The Cinematograph

Source: ‘The Cinematograph’, Pall Mall Gazette, 21 February 1896, p. 9

Text: THE CINEMATOGRAPH.

The world in general and London in particular has been given a new series of “living pictures” by some French inventors who have sufficiently tamed the kinetoscope to compel it to exhibit its wonders on the sheet of a magic lantern. No longer will the curious be conpelled to hunt for pennies to deposit in a slot, and to bend the back at an angle of 45 deg. in order to gaze at a moving picture rather less than two inches square. Now you may go to the Marlborough Hall, alongside the Polytechnic – a theatre, by the way, which has been the scene of famous optical wonders in times past – and having handed in the customary shilling, you can sit at your ease and watch scene after scene pass before you, clearly shown on a white screen, with the figures of life-size proportions. Yesterday there was a fairly successful private view of the new show, although the inventors declared that they hoped to attain still greater perfection. Under their system the series of photograph is taken even more rapidly than for the kinetoscope.
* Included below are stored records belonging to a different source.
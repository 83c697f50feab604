// src/services/mod.rs
// DOCUMENTATION: Services module organization
// PURPOSE: Re-export service components

pub mod place_service;
pub mod seed_service;

pub use place_service::*;
pub use seed_service::*;
// src/handlers/mod.rs
// DOCUMENTATION: Handlers module organization
// PURPOSE: Re-export handler components

pub mod health;
pub mod places;
pub mod seed;

pub use health::config as health_config;
pub use places::config as places_config;
pub use seed::config as seed_config;
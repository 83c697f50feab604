// src/handlers/health.rs
// DOCUMENTATION: Banner, health check and diagnostics handlers
// PURPOSE: Simple endpoints to verify service and store status

use crate::config::Config;
use crate::db::SharedStore;
use crate::errors::PlacesError;
use actix_web::{web, HttpRequest, HttpResponse, Responder};
use serde::{Deserialize, Serialize};
use serde_json::json;

/// Most collection names reported by the diagnostics endpoint
const MAX_LISTED_COLLECTIONS: usize = 10;

/// Longest store error shown inline by the diagnostics endpoint
const MAX_DIAGNOSTIC_ERROR: usize = 50;

/// GET /
pub async fn root() -> impl Responder {
    HttpResponse::Ok().json(json!({
        "message": "Karnataka Tourism API is running"
    }))
}

/// GET /health
pub async fn health_check() -> impl Responder {
    HttpResponse::Ok().json(json!({
        "status": "ok",
        "service": "karnataka-places",
        "version": env!("CARGO_PKG_VERSION")
    }))
}

/// Response for the diagnostics endpoint
#[derive(Debug, Serialize, Deserialize)]
pub struct DiagnosticsResponse {
    pub backend: String,
    pub database: String,
    pub database_url: String,
    pub database_name: String,
    pub connection_status: String,
    pub collections: Vec<String>,
}

/// GET /test
/// Report store reachability and configuration
///
/// DOCUMENTATION: Never fails; store errors are reported inline, shortened
pub async fn diagnostics(
    store: web::Data<SharedStore>,
    config: web::Data<Config>,
) -> impl Responder {
    let mut response = DiagnosticsResponse {
        backend: "running".to_string(),
        database: store.backend().to_string(),
        database_url: set_or_not(config.database_url.is_some()),
        database_name: set_or_not(config.database_name.is_some()),
        connection_status: "Not Connected".to_string(),
        collections: Vec::new(),
    };

    match store.list_collections().await {
        Ok(mut names) => {
            names.truncate(MAX_LISTED_COLLECTIONS);
            response.collections = names;
            response.database = format!("{} connected & working", store.backend());
            response.connection_status = "Connected".to_string();
        }
        Err(e) => {
            let message: String = e.to_string().chars().take(MAX_DIAGNOSTIC_ERROR).collect();
            log::warn!("Diagnostics could not list collections: {}", e);
            response.database = format!("{} error: {}", store.backend(), message);
        }
    }

    HttpResponse::Ok().json(response)
}

/// Fallback for unmatched routes
pub async fn not_found(req: HttpRequest) -> Result<HttpResponse, PlacesError> {
    Err(PlacesError::NotFound(format!("{} {}", req.method(), req.path())))
}

fn set_or_not(is_set: bool) -> String {
    let label = if is_set { "Set" } else { "Not Set" };
    label.to_string()
}

pub fn config(cfg: &mut web::ServiceConfig) {
    cfg.route("/", web::get().to(root))
        .route("/health", web::get().to(health_check))
        .route("/test", web::get().to(diagnostics));
}
// src/errors.rs
// DOCUMENTATION: Custom error types and HTTP responses
// PURPOSE: Centralized error handling for entire application

use crate::db::StoreError;
use actix_web::{error::ResponseError, http::StatusCode, HttpResponse};
use serde_json::json;
use thiserror::Error;

/// Longest store error description forwarded to clients
pub const MAX_ERROR_DETAIL: usize = 200;

/// Application-specific error types
/// DOCUMENTATION: Closed taxonomy of request failures
/// Each variant maps to one HTTP status code and error code
#[derive(Error, Debug)]
pub enum PlacesError {
    #[error("Not found: {0}")]
    NotFound(String),

    #[error("Database error: {0}")]
    DatabaseError(String),

    #[error("Document store unavailable: {0}")]
    StoreUnavailable(String),

    #[error("Invalid input: {0}")]
    InvalidInput(String),
}

/// Convert PlacesError to HTTP response
/// DOCUMENTATION: Maps error types to HTTP status codes and JSON responses
impl ResponseError for PlacesError {
    fn error_response(&self) -> HttpResponse {
        let body = json!({
            "error": {
                "code": self.code(),
                "message": self.to_string(),
                "timestamp": chrono::Utc::now().to_rfc3339()
            }
        });

        HttpResponse::build(self.status_code()).json(body)
    }

    fn status_code(&self) -> StatusCode {
        match self {
            PlacesError::NotFound(_) => StatusCode::NOT_FOUND,
            PlacesError::DatabaseError(_) => StatusCode::INTERNAL_SERVER_ERROR,
            PlacesError::StoreUnavailable(_) => StatusCode::SERVICE_UNAVAILABLE,
            PlacesError::InvalidInput(_) => StatusCode::BAD_REQUEST,
        }
    }
}

impl PlacesError {
    /// Machine-readable code placed in the error body
    pub fn code(&self) -> &'static str {
        match self {
            PlacesError::NotFound(_) => "NOT_FOUND",
            PlacesError::DatabaseError(_) => "DATABASE_ERROR",
            PlacesError::StoreUnavailable(_) => "STORE_UNAVAILABLE",
            PlacesError::InvalidInput(_) => "INVALID_INPUT",
        }
    }
}

/// Store failures keep their kind but lose anything past MAX_ERROR_DETAIL chars
impl From<StoreError> for PlacesError {
    fn from(err: StoreError) -> Self {
        let detail = truncate_detail(&err.to_string());
        match err {
            StoreError::Unavailable(_) => PlacesError::StoreUnavailable(detail),
            StoreError::Query(_) | StoreError::Malformed(_) => PlacesError::DatabaseError(detail),
        }
    }
}

/// Cut a message to MAX_ERROR_DETAIL characters on a char boundary
pub fn truncate_detail(message: &str) -> String {
    match message.char_indices().nth(MAX_ERROR_DETAIL) {
        Some((idx, _)) => format!("{}...", &message[..idx]),
        None => message.to_string(),
    }
}

#[cfg(test)]
mod tests {
    use super::*;

    #[test]
    fn test_status_codes() {
        assert_eq!(
            PlacesError::InvalidInput("x".into()).status_code(),
            StatusCode::BAD_REQUEST
        );
        assert_eq!(
            PlacesError::DatabaseError("x".into()).status_code(),
            StatusCode::INTERNAL_SERVER_ERROR
        );
        assert_eq!(
            PlacesError::StoreUnavailable("x".into()).status_code(),
            StatusCode::SERVICE_UNAVAILABLE
        );
    }

    #[test]
    fn test_store_error_mapping() {
        let err: PlacesError = StoreError::Unavailable("connection refused".into()).into();
        assert!(matches!(err, PlacesError::StoreUnavailable(_)));

        let err: PlacesError = StoreError::Query("syntax error".into()).into();
        assert!(matches!(err, PlacesError::DatabaseError(_)));
    }

    #[test]
    fn test_truncate_detail() {
        assert_eq!(truncate_detail("short"), "short");

        let long = "é".repeat(MAX_ERROR_DETAIL + 50);
        let cut = truncate_detail(&long);
        assert_eq!(cut.chars().count(), MAX_ERROR_DETAIL + 3);
        assert!(cut.ends_with("..."));
    }

    #[test]
    fn test_long_store_error_is_bounded() {
        let err: PlacesError = StoreError::Query("x".repeat(1000)).into();
        match err {
            PlacesError::DatabaseError(detail) => {
                assert!(detail.chars().count() <= MAX_ERROR_DETAIL + 3)
            }
            other => panic!("unexpected error: {:?}", other),
        }
    }
}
For each of these series of negatives forty exposures a second are necessary. Even so there is a certain amount of vibration in the moving picture, although the retina of the human eye retains its impression for a full tenth of a second. There is also some of the glittering flicker which is also a defect of the kinetoscope. The series of scenes exhibited yesterday attracted each its burst of applause. They are also agreeably varied – you may see the throng of employees leaving a factory at the dinner hour, or a baby dabbling its hands in a bowl of goldfish. Altogether, it is a more interesting show, and quite worth seeing. The whole series of pictures is to be exhibited hourly.
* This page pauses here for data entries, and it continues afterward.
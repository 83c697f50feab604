// src/services/place_service.rs
// DOCUMENTATION: Business logic for places
// PURPOSE: Intermediary between handlers and the document store

use crate::db::{DocumentStore, Filter};
use crate::errors::PlacesError;
use crate::models::{listed_document, CreatedResponse, ListQuery, ListResponse, Place, PLACE_COLLECTION};

pub struct PlaceService;

impl PlaceService {
    /// List places matching the optional `q` / `category` parameters
    pub async fn list_places(
        store: &dyn DocumentStore,
        query: ListQuery,
    ) -> Result<ListResponse, PlacesError> {
        let filter = Filter::for_places(query.q.as_deref(), query.category.as_deref());
        log::debug!("Listing places with filter: {:?}", filter);

        let documents = store
            .get_documents(PLACE_COLLECTION, &filter, None)
            .await?;

        let items: Vec<_> = documents.into_iter().map(listed_document).collect();

        log::debug!("Listing returned {} places", items.len());
        Ok(ListResponse { items })
    }

    /// Persist a new place; the extractor has already checked its shape
    pub async fn create_place(
        store: &dyn DocumentStore,
        place: Place,
    ) -> Result<CreatedResponse, PlacesError> {
        let document = place
            .to_document()
            .map_err(|e| PlacesError::InvalidInput(e.to_string()))?;

        let id = store.create_document(PLACE_COLLECTION, document).await?;
        log::info!("Created place '{}' with id: {}", place.name, id);
        Ok(CreatedResponse { id })
    }
}
// src/models/mod.rs
// DOCUMENTATION: Models module organization
// PURPOSE: Re-export model components

pub mod place;

pub use place::*;
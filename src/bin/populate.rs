// src/bin/populate.rs
// DOCUMENTATION: Seed a running service and summarize its places
// PURPOSE: Command-line helper for local setup (POST /seed, then GET /places)

use anyhow::{bail, Context, Result};
use dotenv::dotenv;
use reqwest::Client;
use serde::Deserialize;
use std::collections::BTreeMap;
use std::env;
use std::process;
use std::time::{Duration, Instant};

// --- ANSI colours ---
const RESET: &str = "\x1b[0m";
const BOLD: &str = "\x1b[1m";
const RED: &str = "\x1b[31m";
const GREEN: &str = "\x1b[32m";
const YELLOW: &str = "\x1b[33m";
const CYAN: &str = "\x1b[36m";

// --- Response shapes ---

#[derive(Deserialize, Debug)]
struct SeedResponse {
    status: String,
    #[serde(default)]
    message: Option<String>,
    #[serde(default)]
    inserted: Option<usize>,
}

// Documents written by other tools may lack any of these
#[derive(Deserialize, Debug)]
struct ListedPlace {
    #[serde(default)]
    name: String,
    #[serde(default)]
    city: String,
    #[serde(default)]
    category: String,
}

#[derive(Deserialize, Debug)]
struct ListResponse {
    items: Vec<ListedPlace>,
}

// --- Client ---

struct Populator {
    base_url: String,
    client: Client,
}

impl Populator {
    fn new(base_url: String) -> Result<Self> {
        let client = Client::builder()
            .timeout(Duration::from_secs(30))
            .build()
            .context("Failed to create HTTP client")?;

        Ok(Self { base_url, client })
    }

    async fn check_service_health(&self) -> bool {
        match self.client.get(format!("{}/health", self.base_url)).send().await {
            Ok(resp) => resp.status().is_success(),
            Err(_) => false,
        }
    }

    async fn seed(&self) -> Result<SeedResponse> {
        let response = self
            .client
            .post(format!("{}/seed", self.base_url))
            .send()
            .await
            .context("POST /seed failed")?;

        if !response.status().is_success() {
            let status = response.status();
            let body = response.text().await.unwrap_or_default();
            bail!("HTTP {} - {}", status, body);
        }

        response
            .json::<SeedResponse>()
            .await
            .context("Failed to parse seed response JSON")
    }

    async fn list(&self) -> Result<Vec<ListedPlace>> {
        let response = self
            .client
            .get(format!("{}/places", self.base_url))
            .send()
            .await
            .context("GET /places failed")?
            .error_for_status()?;

        Ok(response.json::<ListResponse>().await?.items)
    }

    async fn run(&self) -> Result<()> {
        println!("\n{}Checking service status...{}", CYAN, RESET);
        if !self.check_service_health().await {
            bail!(
                "service unavailable at {} (is karnataka-places running?)",
                self.base_url
            );
        }
        println!("{}Service available{}\n", GREEN, RESET);

        let started = Instant::now();
        let seeded = self.seed().await?;
        match (seeded.inserted, seeded.message) {
            (Some(count), _) => println!(
                "{}Seed {}: inserted {} places{}",
                GREEN, seeded.status, count, RESET
            ),
            (None, Some(message)) => {
                println!("{}Seed {}: {}{}", YELLOW, seeded.status, message, RESET)
            }
            (None, None) => println!("Seed {}", seeded.status),
        }

        let places = self.list().await?;
        let mut by_category: BTreeMap<&str, Vec<&ListedPlace>> = BTreeMap::new();
        for place in &places {
            by_category.entry(place.category.as_str()).or_default().push(place);
        }

        println!("\n{}Places by category{}", BOLD, RESET);
        println!("{:<20} {:>6}  Places", "Category", "Count");
        println!("──────────────────────────────────────────────────────────────");
        for (category, entries) in &by_category {
            let listed: Vec<String> = entries
                .iter()
                .map(|p| format!("{} ({})", p.name, p.city))
                .collect();
            println!("{:<20} {:>6}  {}", category, entries.len(), listed.join(", "));
        }
        println!("──────────────────────────────────────────────────────────────");
        println!(
            "  • Total places: {}{}{}",
            GREEN,
            places.len(),
            RESET
        );
        println!("  • Duration: {:.2}s", started.elapsed().as_secs_f64());
        Ok(())
    }
}

#[tokio::main]
async fn main() {
    dotenv().ok();

    let base_url =
        env::var("PLACES_API_URL").unwrap_or_else(|_| "http://localhost:8000".to_string());

    let result = match Populator::new(base_url) {
        Ok(populator) => populator.run().await,
        Err(e) => Err(e),
    };

    if let Err(e) = result {
        eprintln!("{}Populate failed: {:#}{}", RED, e, RESET);
        process::exit(1);
    }
}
Comment: The Lumière Cinématographe had a press show at the Polytechnic, Regent Street in London, a regular location for popular science lectures and demonstrations. It opened to the public the following day. The inventors, Augute and Louis Lumière, were not present. The number of images per second employed by the Cinématographe was fewer than that required by the Edison Kinetoscope peepshow, not more. The two films referred to are La Sortie des Usines Lumière (1895) and Pêche aux poissons rouge (1895).

Strange Truth

Source: James MacKenzie, Strange Truth: The Autobiography of a Circus, Showman, Stage & Exhibition Man [n.d] [manuscript, two volumes] (Brunel University, 1-473), vol. 1, pp. 242-246

Text: The Living Pictures had arrived. I determined to get a machine and films. I soon got the information they were only showing at Music Halls, but I hear some showmen are going to have them. I was nearly first.
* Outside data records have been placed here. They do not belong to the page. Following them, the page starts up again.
// src/db/mod.rs
// DOCUMENTATION: Database module organization
// PURPOSE: Re-export document store components

pub mod filter;
pub mod memory;
pub mod postgres;
pub mod store;

pub use filter::*;
pub use memory::*;
pub use postgres::*;
pub use store::*;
The machine and two hundred and fifty feet of film only from the pioneers of Film making in England you had to buy the films then!

I was soon equipped with a booth and a lorry, cylinders of Oxy-Hydrogen gas, for the limelight to show the films, a powerful light was needed.

I find a place to open, & the Whit Monday to follow, a man, and my wife and myself, it took me very little time to know all about the machine. I tried it out, all was O.K.

I opened at a Gala, and I showed over forty times that day the show only lasted a few minutes but they were Living Pictures.

It took longer to wind the film out of the bag (note – There was no self winding on a Spool in the front of the Machine at that time) where it went. Wo[r]se than the performance, and the “Music” was the rattle of the machine, which sounded like a steam roller.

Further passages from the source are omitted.